Ne leur laissez pas dire que vos droits acquis ont été vendus.

Mark Manning – Ce qui nous rend uniques et si dynamiques à Terre-Neuve provient en partie de notre diversité culturelle qui a évolué au fil des années. L’influence anglaise, irlandaise, écossaise, française et portugaise sur la province des insulaires. En plus de l’histoire qui s’est écrite sur le territoire avant sa fondation en 1497.

Angela Misri – Rencontrez Mark Manning.

Mark Manning – Il y a des cartes qui existent, ayant appartenu à des pêcheurs qui pêchaient au large du littoral qui désignaient cet endroit comme leur maison ou qui en parlaient largement dans leurs récits et leurs chansons.

Angela Misri – Mark a toujours vécu à Terre-Neuve. Il se souvient d’avoir entendu parler ses aînés de la Confédération à Saint Bride’s, un petit village de pêcheurs où il a grandi, à 90 minutes de Saint John’s.

Mark Manning – La pêche était l’une des principales activités économiques et la principale source d’emploi pour ma communauté. La majorité des habitants devenaient pêcheurs ou travaillaient dans l’industrie de la pêche. Je suis né à Terre-Neuve-et-Labrador, à l’époque du moratoire. Bien qu’il y ait eu un exode massif de Terre-Neuviens et de Labradoriens, les communautés sont restées présentes et leur culture a perduré, malgré tout.
Angela Misri – Mark a grandi dans les années 1990, alors que Terre-Neuve-et-Labrador devait concilier avec les conséquences du moratoire sur la pêche à la morue imposé par le gouvernement du Canada en 1992. En passant, ce dernier a été levé uniquement en juillet 2024!

Le moratoire a mis un terme brutal à ce qui avait été, jusqu’alors, l’un des secteurs d’emploi les plus importants à Terre-Neuve. Plus de 30 000 Terre-Neuviens se sont retrouvés sans travail, faisant de cet événement l’un des plus grands licenciements de masse de l’histoire du Canada en une seule fois. Cette crise pourrait expliquer, en partie, l’aversion persistante de certains habitants envers la Confédération.

Mark Manning – Notre isolement sur l’île nous a permis de grandir à une époque où nous pouvions passer du temps avec les personnes âgées de nos communautés et apprendre d’elles. Elles ont pu nous transmettre des chansons, des histoires ou simplement des façons de voir la vie.

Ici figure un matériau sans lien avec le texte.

//! Double dispatch contracts for sum nodes.
//!
//! Every sum gets a visitor with one `accept` method per variant, and a
//! `dispatch` entry point on the sum that forwards to exactly one of them.
//! Adding a variant to a sum adds a method to its visitor, so implementations
//! that miss a variant stop compiling.

use std::collections::HashSet;

use crate::error::{Error, Result};
use crate::node::{Node, NodeId, Origin, Schema};

/// Name of the dispatch entry point on every sum.
pub const DISPATCH: &str = "dispatch";

/// One visitor method.
#[derive(Clone, PartialEq, Eq, Debug)]
pub struct Accept {
    /// `accept` followed by the variant name.
    pub method: String,
    pub variant: String,
    /// Type the method receives.
    pub payload: NodeId,
}

#[derive(Clone, PartialEq, Eq, Debug)]
pub struct VisitorContract {
    pub sum: NodeId,
    /// Name of the visitor trait, the sum name followed by `Visitor`.
    pub visitor: String,
    pub dispatch: String,
    /// One entry per variant, in variant order.
    pub accepts: Vec<Accept>,
}

/// Contracts for every sum in the schema, in node order.
///
/// A visitor is declared next to its sum, so its name must not be taken by a
/// node of the same origin.
pub fn generate(schema: &Schema) -> Result<Vec<VisitorContract>> {
    let taken: HashSet<(Origin, &str)> = schema
        .nodes()
        .map(|(_, node)| (node.origin, node.name.as_str()))
        .collect();

    schema
        .sums()
        .map(|(id, node)| {
            let contract = contract(id, node)?;
            if taken.contains(&(node.origin, contract.visitor.as_str())) {
                return Err(Error::InvariantViolation {
                    rule: node.name.clone(),
                    signature: node.signature.clone(),
                    message: format!("visitor '{}' is also a node name", contract.visitor),
                });
            }
            Ok(contract)
        })
        .collect()
}

fn contract(id: NodeId, node: &Node) -> Result<VisitorContract> {
    let accepts: Vec<Accept> = node
        .variants()
        .iter()
        .map(|v| Accept {
            method: format!("accept{}", v.name),
            variant: v.name.clone(),
            payload: v.payload,
        })
        .collect();

    let violation = |message: String| Error::InvariantViolation {
        rule: node.name.clone(),
        signature: node.signature.clone(),
        message,
    };
    if accepts.is_empty() || accepts.len() != node.variants().len() {
        return Err(violation(format!(
            "{} accept methods for {} variants",
            accepts.len(),
            node.variants().len()
        )));
    }
    let mut seen = HashSet::new();
    for accept in &accepts {
        if !seen.insert(accept.method.as_str()) {
            return Err(violation(format!(
                "duplicate visitor method '{}'",
                accept.method
            )));
        }
    }

    Ok(VisitorContract {
        sum: id,
        visitor: format!("{}Visitor", node.name),
        dispatch: DISPATCH.to_owned(),
        accepts,
    })
}

#[cfg(test)]
mod tests {
    use super::*;
    use crate::node::{NodeKind, Terminal, Variant};

    fn node(name: &str, kind: NodeKind) -> Node {
        Node {
            name: name.to_owned(),
            signature: name[1..].to_owned(),
            origin: Origin::Inner,
            kind,
        }
    }

    #[test]
    fn accept_per_variant() {
        let sum = node(
            "_aⳆb",
            NodeKind::Sum(vec![
                Variant {
                    name: "_a".to_owned(),
                    payload: NodeId::new(1),
                },
                Variant {
                    name: "_b".to_owned(),
                    payload: NodeId::new(2),
                },
            ]),
        );
        let c = contract(NodeId::new(0), &sum).unwrap();
        assert_eq!(c.visitor, "_aⳆbVisitor");
        assert_eq!(c.dispatch, "dispatch");
        let methods: Vec<&str> = c.accepts.iter().map(|a| a.method.as_str()).collect();
        assert_eq!(methods, vec!["accept_a", "accept_b"]);
        assert_eq!(c.accepts[1].payload, NodeId::new(2));
    }

    #[test]
    fn duplicate_variant_names_rejected() {
        let sum = node(
            "_s",
            NodeKind::Sum(vec![
                Variant {
                    name: "_a".to_owned(),
                    payload: NodeId::new(1),
                },
                Variant {
                    name: "_a".to_owned(),
                    payload: NodeId::new(1),
                },
            ]),
        );
        assert!(matches!(
            contract(NodeId::new(0), &sum),
            Err(Error::InvariantViolation { .. })
        ));
    }

    #[test]
    fn empty_sum_rejected() {
        let sum = node("_s", NodeKind::Sum(vec![]));
        assert!(contract(NodeId::new(0), &sum).is_err());

        // Not a sum, nothing to generate from.
        let literal = node("_ʺx61ʺ", NodeKind::Terminal(Terminal::Literal("a".to_owned())));
        assert!(contract(NodeId::new(0), &literal).is_err());
    }
}
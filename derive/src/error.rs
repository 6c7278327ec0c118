use std::fmt::{self, Display};

use proc_macro2::Span;

pub type Result<T> = std::result::Result<T, DeriveError>;

#[derive(Debug, Clone, PartialEq)]
pub enum DeriveError {
    MissingGrammarSource,
    MultipleGrammarSources,
    InvalidAttribute(String),
    ReadGrammarFile { path: String, message: String },
    Grammar(abnf::Error),
    Schema(cstgen::Error),
    Syn(String),
}

impl DeriveError {
    /// Convert into an error rendered as `compile_error!` at `span`.
    pub fn into_syn(self, span: Span) -> syn::Error {
        syn::Error::new(span, self.to_string())
    }
}

impl Display for DeriveError {
    fn fmt(&self, f: &mut fmt::Formatter) -> fmt::Result {
        match *self {
            DeriveError::MissingGrammarSource => {
                write!(f, "No grammar source provided, use abnf_file or abnf_inline")
            }
            DeriveError::MultipleGrammarSources => {
                write!(f, "At most one grammar source can be provided")
            }
            DeriveError::InvalidAttribute(ref s) => write!(f, "Invalid attribute: {}", s),
            DeriveError::ReadGrammarFile {
                ref path,
                ref message,
            } => write!(f, "Failed to read abnf file {}: {}", path, message),
            DeriveError::Grammar(ref e) => write!(f, "Invalid grammar: {}", e),
            DeriveError::Schema(ref e) => write!(f, "Failed to synthesize schema: {}", e),
            DeriveError::Syn(ref s) => write!(f, "syn error: {}", s),
        }
    }
}

impl From<syn::Error> for DeriveError {
    fn from(e: syn::Error) -> DeriveError {
        DeriveError::Syn(e.to_string())
    }
}

impl From<abnf::Error> for DeriveError {
    fn from(e: abnf::Error) -> DeriveError {
        DeriveError::Grammar(e)
    }
}

impl From<cstgen::Error> for DeriveError {
    fn from(e: cstgen::Error) -> DeriveError {
        DeriveError::Schema(e)
    }
}
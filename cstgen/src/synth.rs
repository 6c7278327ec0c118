//! Type schema synthesis.
//!
//! Every rule gets a reserved node before any body is visited, so references
//! (including recursive ones) resolve to a node id without descending into the
//! referenced rule. Anonymous shapes are built once per signature through the
//! dedup cache.

use std::collections::{BTreeMap, HashMap};

use abnf::{Alternation, Base, Concatenation, Element, Grammar, Repetition, RuleName};
use tracing::{debug, info};

use crate::dedup::{DedupCache, Shape};
use crate::error::{Error, Result, SignatureError};
use crate::node::{Field, Node, NodeId, NodeKind, Origin, Schema, Terminal, Variant};
use crate::options::SynthesisOptions;
use crate::reserve::{ReservePos, ReserveVec};
use crate::signature::Signer;
use crate::visitor;

/// Synthesize the schema of a grammar with default options.
///
/// The grammar must be closed: every referenced rule must be defined. Use
/// [`Grammar::with_core_rules`] first to pull in the RFC 5234 core rules.
pub fn synthesize(grammar: &Grammar) -> Result<Schema> {
    synthesize_with(grammar, &SynthesisOptions::default())
}

pub fn synthesize_with(grammar: &Grammar, options: &SynthesisOptions) -> Result<Schema> {
    let mut cache = DedupCache::new();
    let mut synth = Synthesizer::new(grammar, options.clone());

    for rule in grammar.rules() {
        synth.rule(&mut cache, &rule.name, &rule.body)?;
    }

    let mut schema = synth.finish()?;
    schema.contracts = visitor::generate(&schema)?;

    info!(
        rules = grammar.len(),
        nodes = schema.len(),
        sums = schema.contracts.len(),
        cached = cache.len(),
        "schema synthesized"
    );
    Ok(schema)
}

/// Where a synthesized shape should land.
#[derive(Clone, Copy, Debug, PartialEq, Eq)]
pub(crate) enum Slot {
    /// A rule's reserved node. Only a sum or product can fill it.
    Rule(ReservePos),
    /// An inner node, shared through the dedup cache.
    Anonymous,
}

pub(crate) struct Synthesizer<'g> {
    signer: Signer<'g>,
    pub(crate) options: SynthesisOptions,
    nodes: ReserveVec<Node>,
    rules: HashMap<RuleName, ReservePos>,
    /// Generated rule type names, indexed by reserved position.
    rule_names: Vec<String>,
    order: Vec<(RuleName, NodeId)>,
    inner_names: HashMap<String, NodeId>,
    pub(crate) digits: BTreeMap<char, NodeId>,
    pub(crate) values: HashMap<(Base, u32), NodeId>,
    /// Rule currently being synthesized, for error reporting.
    pub(crate) current: String,
}

impl<'g> Synthesizer<'g> {
    fn new(grammar: &'g Grammar, options: SynthesisOptions) -> Self {
        let mut nodes = ReserveVec::new();
        let mut rules = HashMap::new();
        let mut rule_names = Vec::new();
        let mut order = Vec::new();
        for rule in grammar.rules() {
            let pos = nodes.reserve_next();
            rules.insert(rule.name.clone(), pos);
            rule_names.push(format!("_{}", rule_identifier(&rule.name)));
            order.push((rule.name.clone(), NodeId::new(pos.index())));
        }

        Synthesizer {
            signer: Signer::new(grammar),
            options,
            nodes,
            rules,
            rule_names,
            order,
            inner_names: HashMap::new(),
            digits: BTreeMap::new(),
            values: HashMap::new(),
            current: String::new(),
        }
    }

    fn finish(self) -> Result<Schema> {
        let rule_names = self.rule_names;
        let nodes = self.nodes.into_values().map_err(|pos| {
            let rule = rule_names.get(pos.index()).cloned().unwrap_or_default();
            Error::InvariantViolation {
                signature: rule.clone(),
                rule,
                message: "rule node was never filled".to_owned(),
            }
        })?;
        Ok(Schema::new(nodes, self.order))
    }

    fn rule(&mut self, cache: &mut DedupCache, name: &RuleName, body: &Alternation) -> Result<()> {
        self.current = name.to_string();
        let pos = self.rule_pos(name)?;
        debug!(rule = %name, branches = body.branches().len(), "synthesizing rule");

        let ty = self.alternation(cache, body, Slot::Rule(pos))?;
        if self.nodes.is_reserved(pos.index()) {
            // Body is neither a sum nor a product, wrap it so the rule still
            // gets its own named type.
            let field = format!("_{}", self.sign(|s| s.alternation(body))?);
            debug!(rule = %name, %field, "wrapping rule body");
            self.fill_rule(pos, NodeKind::Product(vec![Field { name: field, ty }]))?;
        }
        Ok(())
    }

    pub(crate) fn alternation(
        &mut self,
        cache: &mut DedupCache,
        alt: &Alternation,
        slot: Slot,
    ) -> Result<NodeId> {
        match alt.branches() {
            [branch] => self.concatenation(cache, branch, slot),
            branches => {
                let signature = self.sign(|s| s.alternation(alt))?;
                let shape = Shape::Alternation(alt.clone());
                self.materialize(cache, slot, signature, shape, |this, cache| {
                    let mut names = Vec::with_capacity(branches.len());
                    let mut payloads = Vec::with_capacity(branches.len());
                    for branch in branches {
                        names.push(format!("_{}", this.sign(|s| s.concatenation(branch))?));
                        payloads.push(this.concatenation(cache, branch, Slot::Anonymous)?);
                    }
                    let variants = disambiguate(names)
                        .into_iter()
                        .zip(payloads)
                        .map(|(name, payload)| Variant { name, payload })
                        .collect();
                    Ok(NodeKind::Sum(variants))
                })
            }
        }
    }

    fn concatenation(
        &mut self,
        cache: &mut DedupCache,
        concat: &Concatenation,
        slot: Slot,
    ) -> Result<NodeId> {
        match concat.elements() {
            [rep] => self.repetition(cache, rep, slot),
            elements => {
                let signature = self.sign(|s| s.concatenation(concat))?;
                let shape = Shape::Concatenation(concat.clone());
                self.materialize(cache, slot, signature, shape, |this, cache| {
                    let mut names = Vec::with_capacity(elements.len());
                    let mut types = Vec::with_capacity(elements.len());
                    for rep in elements {
                        names.push(format!("_{}", this.sign(|s| s.repetition(rep))?));
                        types.push(this.repetition(cache, rep, Slot::Anonymous)?);
                    }
                    Ok(NodeKind::Product(fields(names, types)))
                })
            }
        }
    }

    fn repetition(
        &mut self,
        cache: &mut DedupCache,
        rep: &Repetition,
        slot: Slot,
    ) -> Result<NodeId> {
        let (min, max) = rep.bounds();
        if let Some(max) = max {
            if min > max {
                return Err(Error::MalformedRepeat {
                    rule: self.current.clone(),
                    signature: self.sign(|s| s.repetition(rep))?,
                    min,
                    max,
                });
            }
        }

        if (min, max) == (1, Some(1)) {
            return self.element(cache, &rep.element, slot);
        }

        let signature = self.sign(|s| s.repetition(rep))?;
        let shape = Shape::Repetition(rep.clone());
        self.materialize(cache, Slot::Anonymous, signature, shape, |this, cache| {
            let inner = this.element(cache, &rep.element, Slot::Anonymous)?;
            Ok(match (min, max) {
                (0, Some(1)) => NodeKind::Optional(inner),
                _ => NodeKind::Sequence { inner, min, max },
            })
        })
    }

    fn element(&mut self, cache: &mut DedupCache, element: &Element, slot: Slot) -> Result<NodeId> {
        match element {
            Element::Rulename(name) => Ok(NodeId::new(self.rule_pos(name)?.index())),
            Element::Group(alt) => self.alternation(cache, alt, slot),
            Element::Option(alt) => {
                let signature = self.sign(|s| s.element(element))?;
                let shape = Shape::Element(element.clone());
                self.materialize(cache, Slot::Anonymous, signature, shape, |this, cache| {
                    Ok(NodeKind::Optional(this.alternation(cache, alt, Slot::Anonymous)?))
                })
            }
            Element::CharVal(text) => {
                let signature = self.sign(|s| s.element(element))?;
                let shape = Shape::Element(element.clone());
                self.materialize(cache, Slot::Anonymous, signature, shape, |_, _| {
                    Ok(NodeKind::Terminal(Terminal::Literal(text.clone())))
                })
            }
            Element::ProseVal(text) => {
                let signature = self.sign(|s| s.element(element))?;
                if !self.options.allow_prose {
                    return Err(self.unsupported(signature, "prose values are disabled"));
                }
                let shape = Shape::Element(element.clone());
                self.materialize(cache, Slot::Anonymous, signature, shape, |_, _| {
                    Ok(NodeKind::Terminal(Terminal::Prose(text.clone())))
                })
            }
            Element::NumVal(num) => self.num_val(cache, num, slot),
        }
    }

    /// Put a sum or product into its slot. Rule slots are filled directly,
    /// anonymous ones go through the cache.
    pub(crate) fn materialize<F>(
        &mut self,
        cache: &mut DedupCache,
        slot: Slot,
        signature: String,
        shape: Shape,
        build: F,
    ) -> Result<NodeId>
    where
        F: FnOnce(&mut Self, &mut DedupCache) -> Result<NodeKind>,
    {
        match slot {
            Slot::Rule(pos) => {
                let kind = build(self, cache)?;
                self.fill_rule(pos, kind)?;
                Ok(NodeId::new(pos.index()))
            }
            Slot::Anonymous => {
                let rule = self.current.clone();
                cache.lookup_or_create::<Error, _>(signature.clone(), shape, &rule, |cache| {
                    let kind = build(self, cache)?;
                    self.push_inner(format!("_{}", signature), signature, kind)
                })
            }
        }
    }

    fn fill_rule(&mut self, pos: ReservePos, kind: NodeKind) -> Result<()> {
        let name = self
            .rule_names
            .get(pos.index())
            .cloned()
            .ok_or_else(|| Error::InvariantViolation {
                rule: self.current.clone(),
                signature: self.current.clone(),
                message: format!("no rule reserved at {}", pos.index()),
            })?;
        self.nodes.insert_at_reserved(
            pos,
            Node {
                signature: name[1..].to_owned(),
                name,
                origin: Origin::Rule,
                kind,
            },
        );
        Ok(())
    }

    fn rule_pos(&self, name: &RuleName) -> Result<ReservePos> {
        self.rules
            .get(name)
            .copied()
            .ok_or_else(|| Error::UndefinedRule {
                rule: self.current.clone(),
                reference: name.to_string(),
            })
    }

    /// Add an inner node. Generated names must be unique across the schema.
    pub(crate) fn push_inner(
        &mut self,
        name: String,
        signature: String,
        kind: NodeKind,
    ) -> Result<NodeId> {
        if let Some(existing) = self.inner_names.get(&name) {
            return Err(Error::InvariantViolation {
                rule: self.current.clone(),
                signature,
                message: format!("name '{}' already used by node {}", name, existing),
            });
        }
        let id = NodeId::new(self.nodes.push(Node {
            name: name.clone(),
            signature,
            origin: Origin::Inner,
            kind,
        }));
        self.inner_names.insert(name, id);
        Ok(id)
    }

    pub(crate) fn sign<F>(&self, f: F) -> Result<String>
    where
        F: FnOnce(&Signer<'g>) -> std::result::Result<String, SignatureError>,
    {
        f(&self.signer).map_err(|source| Error::Signature {
            rule: self.current.clone(),
            source,
        })
    }

    pub(crate) fn unsupported(&self, signature: String, reason: &str) -> Error {
        Error::Unsupported {
            rule: self.current.clone(),
            signature,
            reason: reason.to_owned(),
        }
    }
}

/// Rule names as identifier fragments. Rule names are validated on
/// construction, so only `-` needs replacing.
fn rule_identifier(name: &RuleName) -> String {
    name.as_str().replace('-', &crate::signature::DASH.to_string())
}

/// Suffix repeated names with `_1`, `_2`, ... in order of appearance.
/// Unique names are left alone.
pub(crate) fn disambiguate(names: Vec<String>) -> Vec<String> {
    let mut counts: HashMap<&str, usize> = HashMap::new();
    for name in &names {
        *counts.entry(name.as_str()).or_default() += 1;
    }
    let repeated: Vec<bool> = names.iter().map(|n| counts[n.as_str()] > 1).collect();

    let mut seen: HashMap<String, usize> = HashMap::new();
    names
        .into_iter()
        .zip(repeated)
        .map(|(name, repeated)| {
            if !repeated {
                return name;
            }
            let n = seen.entry(name.clone()).or_default();
            *n += 1;
            format!("{}_{}", name, n)
        })
        .collect()
}

pub(crate) fn fields(names: Vec<String>, types: Vec<NodeId>) -> Vec<Field> {
    disambiguate(names)
        .into_iter()
        .zip(types)
        .map(|(name, ty)| Field { name, ty })
        .collect()
}
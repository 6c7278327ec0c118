//! ABNF grammars compiled into concrete syntax tree types.
//!
//! [`compile`] turns grammar text into a [`Schema`] at runtime, the [`Cst`]
//! derive does the same at compile time and emits the types.
#![allow(uncommon_codepoints, mixed_script_confusables, confusable_idents)]

use anyhow::{Context, Result};

pub use abnf::{Grammar, RuleName, CORE_RULES};
pub use cst_derive::Cst;
pub use cstgen::{
    synthesize, synthesize_with, Accept, Field, Node, NodeId, NodeKind, Origin, Schema,
    SynthesisOptions, Terminal, Variant, VisitorContract,
};

/// The ABNF definition of ABNF (RFC 5234 section 4).
pub const ABNF_GRAMMAR: &str = include_str!("../grammars/abnf.abnf");

/// Types for ABNF grammars themselves, generated from [`ABNF_GRAMMAR`].
#[derive(Cst)]
#[abnf_file = "grammars/abnf.abnf"]
#[abnf_module = "meta"]
pub struct AbnfGrammar;

/// Parse a grammar, add the core rules it uses and synthesize its schema.
pub fn compile(text: &str) -> Result<Schema> {
    compile_with(text, &SynthesisOptions::default())
}

pub fn compile_with(text: &str, options: &SynthesisOptions) -> Result<Schema> {
    let grammar: Grammar = text.parse().context("failed to parse grammar")?;
    let grammar = grammar
        .with_core_rules()
        .context("failed to add core rules")?;
    let schema = synthesize_with(&grammar, options).context("failed to synthesize schema")?;
    Ok(schema)
}
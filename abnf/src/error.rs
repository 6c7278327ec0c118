use thiserror::Error;

use crate::Base;

pub type Result<T> = std::result::Result<T, Error>;

/// Errors raised while building a grammar model.
#[derive(Debug, Clone, PartialEq, Eq, Error)]
pub enum Error {
    #[error("alternation must have at least one branch")]
    EmptyAlternation,

    #[error("concatenation must have at least one element")]
    EmptyConcatenation,

    #[error("invalid repeat {min}*{max}, min exceeds max")]
    InvalidRepeat { min: u32, max: u32 },

    #[error("invalid rule name: '{0}'")]
    InvalidRuleName(String),

    #[error("numeric value without digits")]
    EmptyDigits,

    #[error("invalid {base} digits: '{digits}'")]
    InvalidDigits { base: Base, digits: String },

    #[error("reversed numeric range {lo}-{hi}")]
    ReversedRange { lo: u32, hi: u32 },

    #[error("rule '{0}' is already defined, use '=/' to add alternatives")]
    DuplicateRule(String),

    #[error("incremental definition of undefined rule '{0}'")]
    UndefinedIncrement(String),

    #[error("failed to parse: {0}")]
    ParseError(String),
}

impl From<nom::Err<nom::error::Error<&str>>> for Error {
    fn from(err: nom::Err<nom::error::Error<&str>>) -> Error {
        match err {
            nom::Err::Incomplete(_) => Error::ParseError("incomplete input".to_owned()),
            nom::Err::Error(e) | nom::Err::Failure(e) => {
                let line = e.input.lines().next().unwrap_or_default();
                Error::ParseError(format!("{:?} at '{}'", e.code, line))
            }
        }
    }
}
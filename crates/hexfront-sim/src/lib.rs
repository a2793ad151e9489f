//! Simulation engine for HEXFRONT.
//!
//! Owns the hecs ECS world and the hex grid, runs the combat systems once
//! per tick, and produces GameStateSnapshots for the frontend.

pub mod engine;
pub mod scenario;
pub mod systems;
pub mod world_setup;

pub use engine::{ConfigError, SimConfig, SimulationEngine};
pub use hexfront_core as core;
pub use hexfront_grid as grid;
pub use world_setup::SetupError;
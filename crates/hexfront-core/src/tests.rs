#[cfg(test)]
mod tests {
    use glam::Vec2;

    use crate::commands::PlayerCommand;
    use crate::enums::*;
    use crate::events::SimEvent;
    use crate::hex::CubeCoordinate;
    use crate::state::GameStateSnapshot;
    use crate::types::{Position, Rect, SimTime};

    /// PlayerCommand is a tagged union on the wire.
    #[test]
    fn test_player_command_serde() {
        let commands = vec![
            PlayerCommand::ToggleFog,
            PlayerCommand::SetFog { enabled: false },
            PlayerCommand::SelectCell {
                coord: CubeCoordinate::axial(1, -1),
            },
            PlayerCommand::ClearSelection,
            PlayerCommand::MoveSelected {
                to: CubeCoordinate::axial(0, 1),
            },
            PlayerCommand::RepairBuilding {
                coord: CubeCoordinate::ORIGIN,
                amount: 30,
            },
            PlayerCommand::Pause,
            PlayerCommand::Resume,
        ];
        for cmd in &commands {
            let json = serde_json::to_string(cmd).unwrap();
            assert!(json.contains("\"type\""), "missing tag: {json}");
            let back: PlayerCommand = serde_json::from_str(&json).unwrap();
            assert_eq!(json, serde_json::to_string(&back).unwrap());
        }
    }

    #[test]
    fn test_command_with_invalid_coordinate_is_rejected() {
        let json = r#"{"type":"SelectCell","coord":{"q":1,"r":1,"s":1}}"#;
        let parsed: Result<PlayerCommand, _> = serde_json::from_str(json);
        assert!(parsed.is_err());
    }

    #[test]
    fn test_sim_event_serde() {
        let event = SimEvent::CharacterKilled {
            character: 7,
            coord: CubeCoordinate::axial(2, -1),
            allegiance: Allegiance::Enemy,
        };
        let json = serde_json::to_string(&event).unwrap();
        let back: SimEvent = serde_json::from_str(&json).unwrap();
        assert_eq!(event, back);
    }

    #[test]
    fn test_allegiance_hostility() {
        assert!(Allegiance::Friendly.is_hostile_to(Allegiance::Enemy));
        assert!(Allegiance::Enemy.is_hostile_to(Allegiance::Neutral));
        assert!(!Allegiance::Enemy.is_hostile_to(Allegiance::Enemy));
        assert!(Allegiance::Friendly.is_friendly());
        assert!(!Allegiance::Neutral.is_friendly());
    }

    #[test]
    fn test_kind_stats() {
        assert_eq!(CharacterKind::Soldier.projectile(), ProjectileKind::Bullet);
        assert_eq!(CharacterKind::Tank.projectile(), ProjectileKind::TankAmmo);
        assert!(CharacterKind::Tank.weapon_range() > CharacterKind::Soldier.weapon_range());
        assert!(CharacterKind::Soldier.max_defenses().is_none());
        assert!(ProjectileKind::TankAmmo.speed() < ProjectileKind::Bullet.speed());
        assert!(ProjectileKind::TankAmmo.damage() > ProjectileKind::Bullet.damage());
        assert!(BuildingKind::Base.sight_radius() > BuildingKind::Farm.sight_radius());
    }

    #[test]
    fn test_rect_intersection() {
        let a = Rect::centered(Vec2::ZERO, Vec2::splat(10.0));
        let b = Rect::centered(Vec2::new(8.0, 0.0), Vec2::splat(10.0));
        let c = Rect::centered(Vec2::new(20.0, 0.0), Vec2::splat(10.0));
        assert!(a.intersects(&b));
        assert!(b.intersects(&a));
        assert!(!a.intersects(&c));
        // Touching edges share no area.
        let d = Rect::centered(Vec2::new(10.0, 0.0), Vec2::splat(10.0));
        assert!(!a.intersects(&d));
    }

    #[test]
    fn test_rect_new_normalizes_corners() {
        let r = Rect::new(Vec2::new(5.0, 5.0), Vec2::new(-5.0, -5.0));
        assert_eq!(r.min, Vec2::new(-5.0, -5.0));
        assert!(r.contains(Vec2::ZERO));
        assert!(r.contains(Vec2::new(5.0, -5.0)));
        assert!(!r.contains(Vec2::new(5.1, 0.0)));
    }

    #[test]
    fn test_position_helpers() {
        let a = Position::new(0.0, 0.0);
        let b = Position::new(3.0, 4.0);
        assert!((a.range_to(&b) - 5.0).abs() < 1e-6);
        assert_eq!(a.displacement_to(&b), Vec2::new(3.0, 4.0));
    }

    #[test]
    fn test_sim_time_advance() {
        let mut t = SimTime::default();
        t.advance();
        t.advance();
        assert_eq!(t.tick, 2);
    }

    #[test]
    fn test_default_snapshot_serializes() {
        let snap = GameStateSnapshot::default();
        let json = serde_json::to_string(&snap).unwrap();
        let back: GameStateSnapshot = serde_json::from_str(&json).unwrap();
        assert_eq!(back.time.tick, 0);
        assert!(back.visible_cells.is_empty());
        assert_eq!(back.phase, GamePhase::Active);
    }
}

Angela Misri – Chanter des chansons et transmettre des histoires, c’est ce qu’a fait Mark. Mark est le chanteur du groupe folk Rum Ragged, nominé aux prix Juno. Prenez un moment pour écouter leur musique et vous découvrirez l’influence profonde de la tradition terre-neuvienne, qui imprègne non seulement le travail de Mark, mais aussi celui de son cofondateur, Aaron Collis.

Mark Manning – Aaron et moi nous sommes rencontrés à Saint John’s, et nous avons rapidement découvert que nous venions tous les deux de régions de Terre-Neuve-et-Labrador où la musique traditionnelle faisait partie intégrante de la culture locale. C’était quelque chose de particulièrement unique dans cette région. Nous avons eu l’envie de commencer à jouer et à enregistrer cette musique, et c’est ainsi que tout a réellement commencé. Nous nous retrouvions sur la rue George, à jouer dans les pubs, tout en prenant conscience que nous partagions cette passion commune.

Angela Misri – Alors que le groupe de musique évoluait, Mark et Aaron ont été joints par les membres du groupe, Colin Grant et Zach Nash, qui ont apporté des instruments tels que le violon, le banjo, l’accordéon à boutons et le bouzouki à notre équipe.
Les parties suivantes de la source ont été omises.